Please show every line from the entries that carries the word "Some".

╭─ Recorded data

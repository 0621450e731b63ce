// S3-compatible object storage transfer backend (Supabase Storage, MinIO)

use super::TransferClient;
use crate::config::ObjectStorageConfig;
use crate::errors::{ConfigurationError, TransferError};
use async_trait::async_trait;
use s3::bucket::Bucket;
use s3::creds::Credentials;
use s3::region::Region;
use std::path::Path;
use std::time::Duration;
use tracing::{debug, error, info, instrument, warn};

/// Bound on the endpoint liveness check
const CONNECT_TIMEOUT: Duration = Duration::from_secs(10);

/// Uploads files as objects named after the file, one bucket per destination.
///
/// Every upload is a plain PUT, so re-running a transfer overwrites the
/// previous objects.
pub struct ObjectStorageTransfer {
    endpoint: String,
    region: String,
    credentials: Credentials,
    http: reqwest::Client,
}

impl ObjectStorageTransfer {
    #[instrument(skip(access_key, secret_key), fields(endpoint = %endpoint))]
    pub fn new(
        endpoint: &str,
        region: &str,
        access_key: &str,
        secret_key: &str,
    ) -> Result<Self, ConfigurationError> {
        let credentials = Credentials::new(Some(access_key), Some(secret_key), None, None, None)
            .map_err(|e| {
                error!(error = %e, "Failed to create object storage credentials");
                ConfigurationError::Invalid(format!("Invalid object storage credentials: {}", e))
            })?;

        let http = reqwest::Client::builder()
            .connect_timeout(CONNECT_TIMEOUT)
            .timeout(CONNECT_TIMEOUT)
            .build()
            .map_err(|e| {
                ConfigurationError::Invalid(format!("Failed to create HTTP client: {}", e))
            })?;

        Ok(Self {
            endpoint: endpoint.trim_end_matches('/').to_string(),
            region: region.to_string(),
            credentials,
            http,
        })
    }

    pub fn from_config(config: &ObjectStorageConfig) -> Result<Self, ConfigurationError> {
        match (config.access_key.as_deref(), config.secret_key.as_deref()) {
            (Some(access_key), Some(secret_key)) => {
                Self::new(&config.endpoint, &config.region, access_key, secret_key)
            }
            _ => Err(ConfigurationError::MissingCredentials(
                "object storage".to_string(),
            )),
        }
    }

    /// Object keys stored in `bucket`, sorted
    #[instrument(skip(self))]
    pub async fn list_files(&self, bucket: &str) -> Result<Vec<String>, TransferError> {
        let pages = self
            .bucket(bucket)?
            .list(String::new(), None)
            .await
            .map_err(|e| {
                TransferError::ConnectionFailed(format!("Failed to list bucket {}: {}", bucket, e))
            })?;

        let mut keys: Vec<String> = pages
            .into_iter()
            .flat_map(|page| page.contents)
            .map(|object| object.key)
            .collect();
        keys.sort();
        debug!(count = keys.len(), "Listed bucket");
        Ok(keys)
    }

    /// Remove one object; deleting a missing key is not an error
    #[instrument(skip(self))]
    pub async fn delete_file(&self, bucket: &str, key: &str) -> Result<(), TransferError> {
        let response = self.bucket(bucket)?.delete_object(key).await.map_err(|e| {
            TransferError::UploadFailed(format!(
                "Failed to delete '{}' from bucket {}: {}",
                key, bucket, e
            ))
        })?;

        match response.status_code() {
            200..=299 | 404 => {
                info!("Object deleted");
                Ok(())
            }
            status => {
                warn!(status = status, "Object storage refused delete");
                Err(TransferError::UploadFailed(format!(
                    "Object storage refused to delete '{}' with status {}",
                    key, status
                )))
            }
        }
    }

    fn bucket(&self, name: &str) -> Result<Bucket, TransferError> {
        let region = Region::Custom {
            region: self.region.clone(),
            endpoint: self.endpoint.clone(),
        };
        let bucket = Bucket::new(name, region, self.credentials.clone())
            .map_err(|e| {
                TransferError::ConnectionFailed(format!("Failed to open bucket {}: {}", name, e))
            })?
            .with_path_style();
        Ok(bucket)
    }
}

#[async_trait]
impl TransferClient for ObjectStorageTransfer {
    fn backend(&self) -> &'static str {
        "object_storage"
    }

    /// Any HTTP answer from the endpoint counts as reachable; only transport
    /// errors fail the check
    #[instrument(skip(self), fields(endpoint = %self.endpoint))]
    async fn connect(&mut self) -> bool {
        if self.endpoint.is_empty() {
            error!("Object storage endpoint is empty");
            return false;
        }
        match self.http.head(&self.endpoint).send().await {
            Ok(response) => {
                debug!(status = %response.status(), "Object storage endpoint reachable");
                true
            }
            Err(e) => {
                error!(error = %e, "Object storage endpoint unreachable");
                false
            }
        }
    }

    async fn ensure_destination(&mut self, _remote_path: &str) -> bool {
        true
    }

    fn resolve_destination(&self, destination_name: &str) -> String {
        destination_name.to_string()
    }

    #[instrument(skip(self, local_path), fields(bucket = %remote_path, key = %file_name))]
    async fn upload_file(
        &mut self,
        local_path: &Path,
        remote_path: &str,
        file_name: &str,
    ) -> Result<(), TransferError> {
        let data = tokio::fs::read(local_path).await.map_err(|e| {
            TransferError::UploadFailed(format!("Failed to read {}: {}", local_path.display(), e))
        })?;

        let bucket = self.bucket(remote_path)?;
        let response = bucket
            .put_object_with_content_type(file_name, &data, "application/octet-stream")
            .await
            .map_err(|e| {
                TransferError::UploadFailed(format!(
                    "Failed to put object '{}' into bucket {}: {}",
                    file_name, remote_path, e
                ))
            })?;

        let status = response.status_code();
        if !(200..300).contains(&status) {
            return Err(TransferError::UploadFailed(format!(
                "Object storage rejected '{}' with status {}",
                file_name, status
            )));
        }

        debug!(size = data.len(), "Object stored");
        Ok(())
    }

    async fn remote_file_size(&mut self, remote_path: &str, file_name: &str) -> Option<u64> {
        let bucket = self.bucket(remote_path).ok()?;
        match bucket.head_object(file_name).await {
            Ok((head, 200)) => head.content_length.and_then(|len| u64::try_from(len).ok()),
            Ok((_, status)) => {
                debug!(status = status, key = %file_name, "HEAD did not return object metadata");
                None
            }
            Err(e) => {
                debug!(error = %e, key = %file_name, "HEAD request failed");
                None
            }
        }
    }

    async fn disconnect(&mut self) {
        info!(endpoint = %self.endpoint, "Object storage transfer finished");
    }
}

╰─

-- Answer to the problem --
        let credentials = Credentials::new(Some(access_key), Some(secret_key), None, None, None)
            (Some(access_key), Some(secret_key)) => {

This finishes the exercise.